O sprawie braku Polaków i wyjątkowo skromnego udziału osób z Europy Środkowo-Wschodniej pisze "Rzeczpospolita". Nowy Bauhaus to inicjatywa, której celem jest wykorzystanie potencjału architektów i designerów do budowy zielonej i zrównoważonej przestrzeni w Europie.
Nawiązuje wprost do przedwojennej, niemieckiej szkoły projektowania, designu i wzornictwa przemysłowego – prostej, oszczędnej w formie i funkcjonalnej. Bauhaus łączył sztukę z rzemiosłem, wręcz stawiając je na równi.
Z obecnym nowym Bauhausem, ideą paneuropejską jest jednak pewien problem – nie ma w nim Polaków. Komisja Europejska wzięła się za organizowanie okrągłego stołu, czyli gremium ekspertów, którzy mieliby się zająć budową nowego ładu.

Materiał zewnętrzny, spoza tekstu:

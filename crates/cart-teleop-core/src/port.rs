//! Serial device selection.

use crate::error::{Error, Result};
use serialport::SerialPortInfo;

/// Device the cart's USB adapter enumerates as on the Linux control laptop.
pub const DEFAULT_PORT: &str = "/dev/ttyUSB9";
/// USB serial adapters on macOS show up as `/dev/cu.usbserial-*`.
pub const USB_SERIAL_MARKER: &str = "usbserial";

#[derive(Debug, Clone, PartialEq)]
pub struct PortInfo {
    pub port_name: String,
    /// USB product string, when the adapter reports one.
    pub product: Option<String>,
}

impl PortInfo {
    pub fn named(port_name: impl Into<String>) -> Self {
        Self {
            port_name: port_name.into(),
            product: None,
        }
    }
}

impl From<SerialPortInfo> for PortInfo {
    fn from(info: SerialPortInfo) -> Self {
        let product = match info.port_type {
            serialport::SerialPortType::UsbPort(usb) => usb.product,
            _ => None,
        };
        Self {
            port_name: info.port_name,
            product,
        }
    }
}

/// One synchronous snapshot of the visible serial devices.
pub fn list_ports() -> Vec<PortInfo> {
    match serialport::available_ports() {
        Ok(ports) => ports.into_iter().map(PortInfo::from).collect(),
        Err(e) => {
            log::warn!("serial port enumeration failed: {e}");
            Vec::new()
        }
    }
}

pub trait PortResolver {
    fn resolve(&self) -> Result<String>;
}

#[derive(Debug, Clone, PartialEq)]
pub struct FixedPath(pub String);

impl PortResolver for FixedPath {
    fn resolve(&self) -> Result<String> {
        Ok(self.0.clone())
    }
}

#[derive(Debug, Clone, PartialEq)]
pub struct ScanForSubstring {
    pub marker: String,
}

impl ScanForSubstring {
    pub fn new(marker: impl Into<String>) -> Self {
        Self { marker: marker.into() }
    }

    /// First port in `ports` whose name contains the marker.
    pub fn resolve_in(&self, ports: &[PortInfo]) -> Result<String> {
        let port = ports
            .iter()
            .find(|p| p.port_name.contains(&self.marker))
            .ok_or_else(|| Error::PortNotFound {
                marker: self.marker.clone(),
            })?;
        log::info!(
            "picked {} ({})",
            port.port_name,
            port.product.as_deref().unwrap_or("unknown product")
        );
        Ok(port.port_name.clone())
    }
}

impl PortResolver for ScanForSubstring {
    fn resolve(&self) -> Result<String> {
        let ports = list_ports();
        log::debug!("scanning {} serial ports for {:?}", ports.len(), self.marker);
        self.resolve_in(&ports)
    }
}

#[derive(Debug, Clone, Copy, PartialEq, Eq)]
pub enum Platform {
    Linux,
    MacOs,
    Other,
}

impl Platform {
    pub fn current() -> Self {
        if cfg!(target_os = "linux") {
            Self::Linux
        } else if cfg!(target_os = "macos") {
            Self::MacOs
        } else {
            Self::Other
        }
    }
}

/// Port selection strategy, chosen once at startup.
#[derive(Debug, Clone, PartialEq)]
pub enum PortStrategy {
    Fixed(FixedPath),
    Scan(ScanForSubstring),
}

impl PortStrategy {
    pub fn for_platform(platform: Platform) -> Self {
        match platform {
            Platform::MacOs => Self::Scan(ScanForSubstring::new(USB_SERIAL_MARKER)),
            Platform::Linux | Platform::Other => Self::Fixed(FixedPath(DEFAULT_PORT.to_string())),
        }
    }
}

impl Default for PortStrategy {
    fn default() -> Self {
        Self::for_platform(Platform::current())
    }
}

impl PortResolver for PortStrategy {
    fn resolve(&self) -> Result<String> {
        match self {
            Self::Fixed(fixed) => fixed.resolve(),
            Self::Scan(scan) => scan.resolve(),
        }
    }
}

#[cfg(test)]
mod tests {
    use super::*;

    #[test]
    fn linux_uses_fixed_path() {
        let strategy = PortStrategy::for_platform(Platform::Linux);
        assert_eq!(strategy.resolve().unwrap(), DEFAULT_PORT);
    }

    #[test]
    fn macos_scans_for_usbserial() {
        assert_eq!(
            PortStrategy::for_platform(Platform::MacOs),
            PortStrategy::Scan(ScanForSubstring::new("usbserial"))
        );
    }

    #[test]
    fn scan_returns_first_match() {
        let ports = [
            PortInfo::named("/dev/cu.Bluetooth-Incoming-Port"),
            PortInfo {
                port_name: "/dev/cu.usbserial-1463340".into(),
                product: Some("FT232R USB UART".into()),
            },
            PortInfo::named("/dev/cu.usbserial-99"),
        ];
        let scan = ScanForSubstring::new(USB_SERIAL_MARKER);
        assert_eq!(scan.resolve_in(&ports).unwrap(), "/dev/cu.usbserial-1463340");
    }

    #[test]
    fn scan_without_match_is_not_found() {
        let ports = [PortInfo::named("/dev/cu.Bluetooth-Incoming-Port"), PortInfo::named("/dev/ttyS0")];
        let err = ScanForSubstring::new(USB_SERIAL_MARKER).resolve_in(&ports).unwrap_err();
        assert!(matches!(err, Error::PortNotFound { ref marker } if marker == "usbserial"));
    }

    #[test]
    fn non_usb_port_has_no_product() {
        let info = PortInfo::from(SerialPortInfo {
            port_name: "/dev/ttyS0".into(),
            port_type: serialport::SerialPortType::PciPort,
        });
        assert_eq!(info, PortInfo::named("/dev/ttyS0"));
    }

    #[test]
    fn scan_of_empty_snapshot_is_not_found() {
        let err = ScanForSubstring::new("usbserial").resolve_in(&[]).unwrap_err();
        assert!(matches!(err, Error::PortNotFound { .. }));
    }
}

Z informacji uzyskanych nieoficjalnie przez "Rzeczpospolitą" wynika, że w gronie architektów, designerów i innego rodzaju ekspertów może zabraknąć Polaków. Na żadnym z etapów kwalifikowania do gremium doradców ds. budowy nowego Bauhausu Komisja Europejska nie brała pod uwagę polskich kandydatur. Rzekomo ich nie było.
Bruksela twierdzi, że nie dostała kandydatur z Polski, ale przedstawicielstwo Komisji Europejskiej w Polsce odpowiada, że samo zgłosiło trzy osoby. Co się stało z ich kandydaturami? Nie wiadomo.
Problem jest szerszy. "Rp" pisze, że na liście kandydatów zdecydowanie przeważają osoby z zachodniej Europy. Jest ośmiu Niemców, sześciu Brytyjczyków (choć Wielka Brytania jest już poza UE), po cztery osoby z Belgii i Włoch. Z całej Europy Środkowo-Wschodniej są tylko cztery nazwiska.
W wyjaśnienie sprawy zaangażowali się eurodeputowani. Lista kandydatur jest teoretycznie zamknięta, ale - jak pisze "Rp" - były premier i były szef Parlamentu Europejskiego Jerzy Buzek zamierza zgłosić do grona ekspertów architekta Tomasza Koniora.